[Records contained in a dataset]
──────
//! The production radio stack on a fake serial modem:
//! `SharedRadio` → `PoweredRadio` → `LoraModem` → `FakeWioE5`.

use std::cell::RefCell;
use std::collections::VecDeque;
use std::convert::Infallible;
use std::rc::Rc;

use embedded_hal::digital::{ErrorType, OutputPin};

use pirlink::adapters::lora_modem::{LoraModem, hex_decode};
use pirlink::adapters::serial::SerialLink;
use pirlink::app::ports::{RadioPort, TimePort};
use pirlink::config::{CommMode, LoraConfig, RadioScheduleConfig};
use pirlink::error::RadioError;
use pirlink::queue::{InboundQueue, OutboundQueue};
use pirlink::radio::{PoweredRadio, SharedRadio, transmit_once};
use pirlink::scheduler::RadioScheduler;

use crate::mock_radio::SimClock;

// ── Fakes ─────────────────────────────────────────────────────

/// Answers the AT commands the driver uses.  Reads that find nothing to
/// return advance the simulated clock by their timeout.
struct FakeWioE5 {
    present: bool,
    clock: SimClock,
    rx_queue: VecDeque<&'static str>,
    pending: VecDeque<u8>,
    commands: Rc<RefCell<Vec<String>>>,
}

impl FakeWioE5 {
    fn new(clock: SimClock) -> (Self, Rc<RefCell<Vec<String>>>) {
        let commands = Rc::new(RefCell::new(Vec::new()));
        (
            Self {
                present: true,
                clock,
                rx_queue: VecDeque::new(),
                pending: VecDeque::new(),
                commands: commands.clone(),
            },
            commands,
        )
    }

    fn reply(&mut self, text: &str) {
        self.pending.extend(text.bytes());
        self.pending.extend(b"\r\n");
    }
}

impl SerialLink for FakeWioE5 {
    type Error = Infallible;

    fn write_all(&mut self, data: &[u8]) -> Result<(), Infallible> {
        let cmd = String::from_utf8_lossy(data).trim_end().to_string();
        self.commands.borrow_mut().push(cmd.clone());
        if !self.present {
            return Ok(());
        }
        if cmd == "AT" {
            self.reply("+AT: OK");
        } else if cmd == "AT+MODE=TEST" {
            self.reply("+MODE: TEST");
        } else if cmd.starts_with("AT+TEST=RFCFG") {
            self.reply("+TEST: RFCFG F:916800000, SF9, BW125K, TXPR:12, RXPR:12, POW:20dBm, CRC:ON, IQ:OFF, NET:OFF");
        } else if let Some(hex) = cmd.strip_prefix("AT+TEST=TXLRPKT,") {
            self.reply(&format!("+TEST: TXLRPKT {hex}"));
            self.reply("+TEST: TX DONE");
        } else if cmd == "AT+TEST=RXLRPKT" {
            self.reply("+TEST: RXLRPKT");
            if let Some(hex) = self.rx_queue.pop_front() {
                self.reply("+TEST: LEN:5, RSSI:-41, SNR:11");
                self.reply(&format!("+TEST: RX \"{hex}\""));
            }
        } else {
            self.reply("+AT: ERROR(-1)");
        }
        Ok(())
    }

    fn read_byte(&mut self, timeout_ms: u32) -> Result<Option<u8>, Infallible> {
        let byte = self.pending.pop_front();
        if byte.is_none() {
            self.clock.advance(u64::from(timeout_ms));
        }
        Ok(byte)
    }

    fn clear_input(&mut self) -> Result<(), Infallible> {
        self.pending.clear();
        Ok(())
    }
}

#[derive(Clone, Default)]
struct EnablePin(Rc<RefCell<Vec<bool>>>);

impl EnablePin {
    fn is_high(&self) -> bool {
        self.0.borrow().last().copied().unwrap_or(false)
    }
}

impl ErrorType for EnablePin {
    type Error = Infallible;
}

impl OutputPin for EnablePin {
    fn set_low(&mut self) -> Result<(), Infallible> {
        self.0.borrow_mut().push(false);
        Ok(())
    }
    fn set_high(&mut self) -> Result<(), Infallible> {
        self.0.borrow_mut().push(true);
        Ok(())
    }
}

// ── Tests ─────────────────────────────────────────────────────

#[test]
fn scheduler_drives_modem_through_power_gate() {
    let outbound = OutboundQueue::new();
    let inbound = InboundQueue::new();
    let clock = SimClock::default();
    let (link, commands) = FakeWioE5::new(clock.clone());
    let pin = EnablePin::default();
    let radio = SharedRadio::new(PoweredRadio::new(
        LoraModem::new(link, LoraConfig::default()),
        pin.clone(),
    ));

    let config = RadioScheduleConfig {
        mode: CommMode::TxOnly,
        ..RadioScheduleConfig::default()
    };
    let mut scheduler = RadioScheduler::new(radio.handle(), clock, config, &outbound, &inbound);

    assert!(outbound.enqueue("Arrived"));
    assert!(outbound.enqueue("MBX-HEARTBEAT"));
    let report = scheduler.run_cycle();
    assert!(report.transmitted, "{report:?}");

    let cmds = commands.borrow();
    assert_eq!(cmds[0], "AT");
    assert_eq!(cmds[1], "AT+MODE=TEST");
    assert_eq!(cmds[2], "AT+TEST=RFCFG,916.8,SF9,125,12,12,20,ON,OFF,OFF");
    // "Arrived|MBX-HEARTBEAT"
    assert_eq!(
        cmds[3],
        "AT+TEST=TXLRPKT,\"417272697665647C4D42582D484541525442454154\""
    );
    assert_eq!(cmds.len(), 4);
    assert!(!pin.is_high());
    assert_eq!(*pin.0.borrow(), [false, true, false]);
}

#[test]
fn receive_window_collects_gateway_commands() {
    let outbound = OutboundQueue::new();
    let inbound = InboundQueue::new();
    let clock = SimClock::default();
    let (mut link, _commands) = FakeWioE5::new(clock.clone());
    // "STATUS"
    link.rx_queue.push_back("535441545553");
    let radio = PoweredRadio::new(LoraModem::new(link, LoraConfig::default()), EnablePin::default());

    let mut scheduler = RadioScheduler::new(
        radio,
        clock.clone(),
        RadioScheduleConfig::default(),
        &outbound,
        &inbound,
    );
    let report = scheduler.run_cycle();
    assert_eq!(report.received, 1);
    assert_eq!(report.receive_errors, 0);
    assert!(!report.transmitted);
    assert_eq!(&inbound.try_pop().unwrap()[..], b"STATUS");
    assert!(clock.now_ms() >= 5_000);
}

#[test]
fn missing_modem_is_fatal_and_leaves_power_off() {
    let clock = SimClock::default();
    let (mut link, commands) = FakeWioE5::new(clock);
    link.present = false;
    let pin = EnablePin::default();
    let mut radio = SharedRadio::new(PoweredRadio::new(
        LoraModem::new(link, LoraConfig::default()),
        pin.clone(),
    ));

    let err = transmit_once(&mut radio, b"MBX-ONLINE", 5000).unwrap_err();
    assert_eq!(err, RadioError::NotDetected);
    assert!(err.is_fatal());
    assert!(!pin.is_high());
    assert_eq!(radio.power_users(), 0);
    // Three handshake attempts, nothing else.
    assert_eq!(*commands.borrow(), ["AT", "AT", "AT"]);
}

#[test]
fn backlog_larger_than_a_packet_goes_out_over_two_cycles() {
    let outbound = OutboundQueue::new();
    let inbound = InboundQueue::new();
    let clock = SimClock::default();
    let (link, commands) = FakeWioE5::new(clock.clone());
    let radio = PoweredRadio::new(LoraModem::new(link, LoraConfig::default()), EnablePin::default());
    let config = RadioScheduleConfig {
        mode: CommMode::TxOnly,
        ..RadioScheduleConfig::default()
    };
    let mut scheduler = RadioScheduler::new(radio, clock, config, &outbound, &inbound);

    for _ in 0..40 {
        assert!(outbound.enqueue("Arrived"));
    }
    let first = scheduler.run_cycle();
    assert!(first.transmitted, "{first:?}");
    assert_eq!(first.error, None);
    assert_eq!(outbound.len(), 8);
    let second = scheduler.run_cycle();
    assert!(second.transmitted, "{second:?}");
    assert!(outbound.is_empty());

    let frames: Vec<String> = commands
        .borrow()
        .iter()
        .filter_map(|c| c.strip_prefix("AT+TEST=TXLRPKT,\""))
        .map(|hex| {
            let packet = hex_decode(hex.trim_end_matches('"')).unwrap();
            String::from_utf8(packet.to_vec()).unwrap()
        })
        .collect();
    assert_eq!(frames.len(), 2);
    assert_eq!(frames[0].len(), 255);
    let sent: Vec<&str> = frames.iter().flat_map(|f| f.split('|')).collect();
    assert_eq!(sent, vec!["Arrived"; 40]);
}

#[test]
fn oversized_batch_is_refused_without_touching_the_air() {
    let clock = SimClock::default();
    let (link, commands) = FakeWioE5::new(clock.clone());
    let mut radio = PoweredRadio::new(LoraModem::new(link, LoraConfig::default()), EnablePin::default());

    radio.power_on().unwrap();
    let frame = vec![b'A'; 300];
    assert_eq!(radio.transmit(&frame, 5000), Err(RadioError::FrameTooLarge));
    radio.power_off().unwrap();
    assert!(commands.borrow().iter().all(|c| !c.starts_with("AT+TEST=TXLRPKT")));
    assert_eq!(clock.now_ms() / 1000, 0);
}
──────
**Activity**
If a line in the records has the word "enqueue", copy that line.

**Exercise output**
    assert!(outbound.enqueue("Arrived"));
    assert!(outbound.enqueue("MBX-HEARTBEAT"));
        assert!(outbound.enqueue("Arrived"));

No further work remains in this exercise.